Senescent cells as drivers and amplifiers of disease. The interrelationship of senescence-driven tissue dysfunction, susceptibility to disease-causing stress and senescence in disease is illustrated by the example of type 2 diabetes mellitus (T2DM). In young adulthood (shown at left), fat exposed to a healthy diet is insulin responsive and receives sufficient levels of insulin from the pancreas to take up glucose, maintaining normoglycemia. Chronic, high levels of free fatty acids in the circulation, due to obesity and a high-fat diet, can drive insulin resistance in peripheral adipose tissue by inducing proinflammatory senescent cells in fat. The pancreas can initially meet the increased demand for insulin through proliferation of insulin-producing β cells, maintaining normoglycemia with hyperinsulinemia. However, following telomere erosion, the capacity of β cells to expand production of insulin is limited by senescence. If insulin resistance worsens further, hyperglycemia and T2DM develop with accumulation of additional senescent cells in the fat. In contrast to T2DM development in youth, in advanced age (right), a form of peripheral insulin resistance already exists in the absence of overt dietary stresses that is due in part to the accumulation of senescent cells in aged fat.
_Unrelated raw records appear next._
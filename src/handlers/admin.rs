use axum::{
    Json,
    extract::{Path, State},
    http::StatusCode,
};

use crate::{
    AppState,
    auth::AuthUser,
    error::AppError,
    extract::JsonBody,
    models::{Category, CategoryForm, Location, LocationForm},
};

/// Admin routes have no parent post to fall back to: denial is fatal.
fn require_superuser(user: &AuthUser) -> Result<(), AppError> {
    if user.is_superuser {
        Ok(())
    } else {
        tracing::info!(user_id = %user.id, "admin access denied");
        Err(AppError::PermissionDenied)
    }
}

// --- Categories ---

/// list_categories
///
/// [Admin Route] Every category, published or not.
#[utoipa::path(
    get,
    path = "/admin/categories",
    responses(
        (status = 200, description = "All categories", body = [Category]),
        (status = 403, description = "Not a superuser")
    )
)]
pub async fn list_categories(
    user: AuthUser,
    State(state): State<AppState>,
) -> Result<Json<Vec<Category>>, AppError> {
    require_superuser(&user)?;
    Ok(Json(state.repo.list_categories().await?))
}

/// create_category
#[utoipa::path(
    post,
    path = "/admin/categories",
    request_body = CategoryForm,
    responses(
        (status = 201, description = "Created", body = Category),
        (status = 403, description = "Not a superuser"),
        (status = 409, description = "Slug taken")
    )
)]
pub async fn create_category(
    user: AuthUser,
    State(state): State<AppState>,
    JsonBody(form): JsonBody<CategoryForm>,
) -> Result<(StatusCode, Json<Category>), AppError> {
    require_superuser(&user)?;
    form.validate()?;
    let category = state.repo.create_category(form).await?;
    Ok((StatusCode::CREATED, Json(category)))
}

/// update_category
///
/// [Admin Route] Replaces a category; toggling `is_published` here hides or
/// reveals every post filed under it.
#[utoipa::path(
    put,
    path = "/admin/categories/{id}",
    params(("id" = i64, Path, description = "Category ID")),
    request_body = CategoryForm,
    responses(
        (status = 200, description = "Updated", body = Category),
        (status = 403, description = "Not a superuser"),
        (status = 404, description = "Not Found")
    )
)]
pub async fn update_category(
    user: AuthUser,
    State(state): State<AppState>,
    Path(id): Path<i64>,
    JsonBody(form): JsonBody<CategoryForm>,
) -> Result<Json<Category>, AppError> {
    require_superuser(&user)?;
    form.validate()?;
    state
        .repo
        .update_category(id, form)
        .await?
        .map(Json)
        .ok_or(AppError::NotFound)
}

/// delete_category
///
/// [Admin Route] Posts filed under the category survive, uncategorised.
#[utoipa::path(
    delete,
    path = "/admin/categories/{id}",
    params(("id" = i64, Path, description = "Category ID")),
    responses(
        (status = 204, description = "Deleted"),
        (status = 403, description = "Not a superuser"),
        (status = 404, description = "Not Found")
    )
)]
pub async fn delete_category(
    user: AuthUser,
    State(state): State<AppState>,
    Path(id): Path<i64>,
) -> Result<StatusCode, AppError> {
    require_superuser(&user)?;
    if state.repo.delete_category(id).await? {
        Ok(StatusCode::NO_CONTENT)
    } else {
        Err(AppError::NotFound)
    }
}

// --- Locations ---

#[utoipa::path(
    get,
    path = "/admin/locations",
    responses(
        (status = 200, description = "All locations", body = [Location]),
        (status = 403, description = "Not a superuser")
    )
)]
pub async fn list_locations(
    user: AuthUser,
    State(state): State<AppState>,
) -> Result<Json<Vec<Location>>, AppError> {
    require_superuser(&user)?;
    Ok(Json(state.repo.list_locations().await?))
}

#[utoipa::path(
    post,
    path = "/admin/locations",
    request_body = LocationForm,
    responses(
        (status = 201, description = "Created", body = Location),
        (status = 403, description = "Not a superuser")
    )
)]
pub async fn create_location(
    user: AuthUser,
    State(state): State<AppState>,
    JsonBody(form): JsonBody<LocationForm>,
) -> Result<(StatusCode, Json<Location>), AppError> {
    require_superuser(&user)?;
    form.validate()?;
    let location = state.repo.create_location(form).await?;
    Ok((StatusCode::CREATED, Json(location)))
}

#[utoipa::path(
    put,
    path = "/admin/locations/{id}",
    params(("id" = i64, Path, description = "Location ID")),
    request_body = LocationForm,
    responses(
        (status = 200, description = "Updated", body = Location),
        (status = 403, description = "Not a superuser"),
        (status = 404, description = "Not Found")
    )
)]
pub async fn update_location(
    user: AuthUser,
    State(state): State<AppState>,
    Path(id): Path<i64>,
    JsonBody(form): JsonBody<LocationForm>,
) -> Result<Json<Location>, AppError> {
    require_superuser(&user)?;
    form.validate()?;
    state
        .repo
        .update_location(id, form)
        .await?
        .map(Json)
        .ok_or(AppError::NotFound)
}

#[utoipa::path(
    delete,
    path = "/admin/locations/{id}",
    params(("id" = i64, Path, description = "Location ID")),
    responses(
        (status = 204, description = "Deleted"),
        (status = 403, description = "Not a superuser"),
        (status = 404, description = "Not Found")
    )
)]
pub async fn delete_location(
    user: AuthUser,
    State(state): State<AppState>,
    Path(id): Path<i64>,
) -> Result<StatusCode, AppError> {
    require_superuser(&user)?;
    if state.repo.delete_location(id).await? {
        Ok(StatusCode::NO_CONTENT)
    } else {
        Err(AppError::NotFound)
    }
}
#![allow(dead_code)]

use blogicum::{
    AppState,
    auth::{AuthUser, Viewer},
    config::AppConfig,
    models::{Category, CategoryForm, NewUser, Post, PostForm, User},
    repository::{InMemoryRepository, Repository, RepositoryState},
};
use chrono::{DateTime, Duration, Utc};
use std::sync::Arc;
use uuid::Uuid;

pub const ALICE_ID: Uuid = Uuid::from_u128(1);
pub const BOB_ID: Uuid = Uuid::from_u128(2);
pub const ADMIN_ID: Uuid = Uuid::from_u128(3);

/// Three accounts: two ordinary authors and a superuser.
pub struct Fixture {
    pub repo: Arc<InMemoryRepository>,
    pub alice: User,
    pub bob: User,
    pub admin: User,
}

impl Fixture {
    pub async fn new() -> Self {
        let repo = Arc::new(InMemoryRepository::new());
        let alice = seed_user(&repo, ALICE_ID, "alice", false).await;
        let bob = seed_user(&repo, BOB_ID, "bob", false).await;
        let admin = seed_user(&repo, ADMIN_ID, "admin", true).await;
        Self {
            repo,
            alice,
            bob,
            admin,
        }
    }

    pub fn state(&self) -> AppState {
        AppState {
            repo: self.repo.clone() as RepositoryState,
            config: AppConfig::default(),
        }
    }

    pub async fn category(&self, slug: &str, is_published: bool) -> Category {
        self.repo
            .create_category(CategoryForm {
                title: format!("Category {slug}"),
                description: "About things".to_string(),
                slug: slug.to_string(),
                is_published,
            })
            .await
            .expect("create category")
    }

    pub async fn post(&self, author: &User, form: PostForm) -> Post {
        self.repo
            .create_post(author.id, form)
            .await
            .expect("create post")
    }

    pub async fn refetch(&self, post_id: i64) -> Option<Post> {
        self.repo.get_post(post_id).await.expect("get post")
    }
}

pub async fn seed_user(repo: &InMemoryRepository, id: Uuid, username: &str, is_superuser: bool) -> User {
    repo.create_user(NewUser {
        id,
        username: username.to_string(),
        email: format!("{username}@example.com"),
        is_superuser,
    })
    .await
    .expect("seed user")
}

pub fn auth(user: &User) -> AuthUser {
    AuthUser {
        id: user.id,
        username: user.username.clone(),
        is_superuser: user.is_superuser,
    }
}

pub fn viewer(user: &User) -> Viewer {
    Viewer::User(auth(user))
}

pub fn hours_ago(hours: i64) -> DateTime<Utc> {
    Utc::now() - Duration::hours(hours)
}

pub fn hours_ahead(hours: i64) -> DateTime<Utc> {
    Utc::now() + Duration::hours(hours)
}

/// A post that is publicly visible unless the caller changes something.
pub fn published_form(title: &str) -> PostForm {
    PostForm {
        title: title.to_string(),
        text: format!("Body of {title}"),
        pub_date: hours_ago(1),
        is_published: true,
        ..PostForm::default()
    }
}

pub fn draft_form(title: &str) -> PostForm {
    PostForm {
        is_published: false,
        ..published_form(title)
    }
}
Therefore, the aged pancreas and fat can develop T2DM when stressed with a high-fat diet that is quite mild when compared to what is required for pathology to develop in youth.

Figure 4

Senotherapies to prevent disease and extend healthy life span. Outright killing of senescent cells by reprogrammed cytotoxic T cells, antibodies against abundant (selective) surface proteins of senescent cells, or small-molecule inhibitors (senolyic or senoptotic molecules) of, for instance, pro-survival pathways that senescent cells engage to avoid apoptosis. Alternatively, blocking p38 MAPK or IL-1α could inhibit the SASP itself, though this strategy would require continuous treatment and may therefore disrupt beneficial functions of senescence or other inflammatory processes. Inhibiting purely deleterious SASP factors or senescence-specific exocytosis processes, if they exist, would sidestep this problem. Finally, preventing the stresses leading to senescence, but not the senescence program itself, may promote healthy aging and prevent disease. Preventative steps include healthy diet, exercise and avoidance of lifestyle stresses such as smoking, but may also include ‘anti-aging’ drugs such as metformin and rapamycin.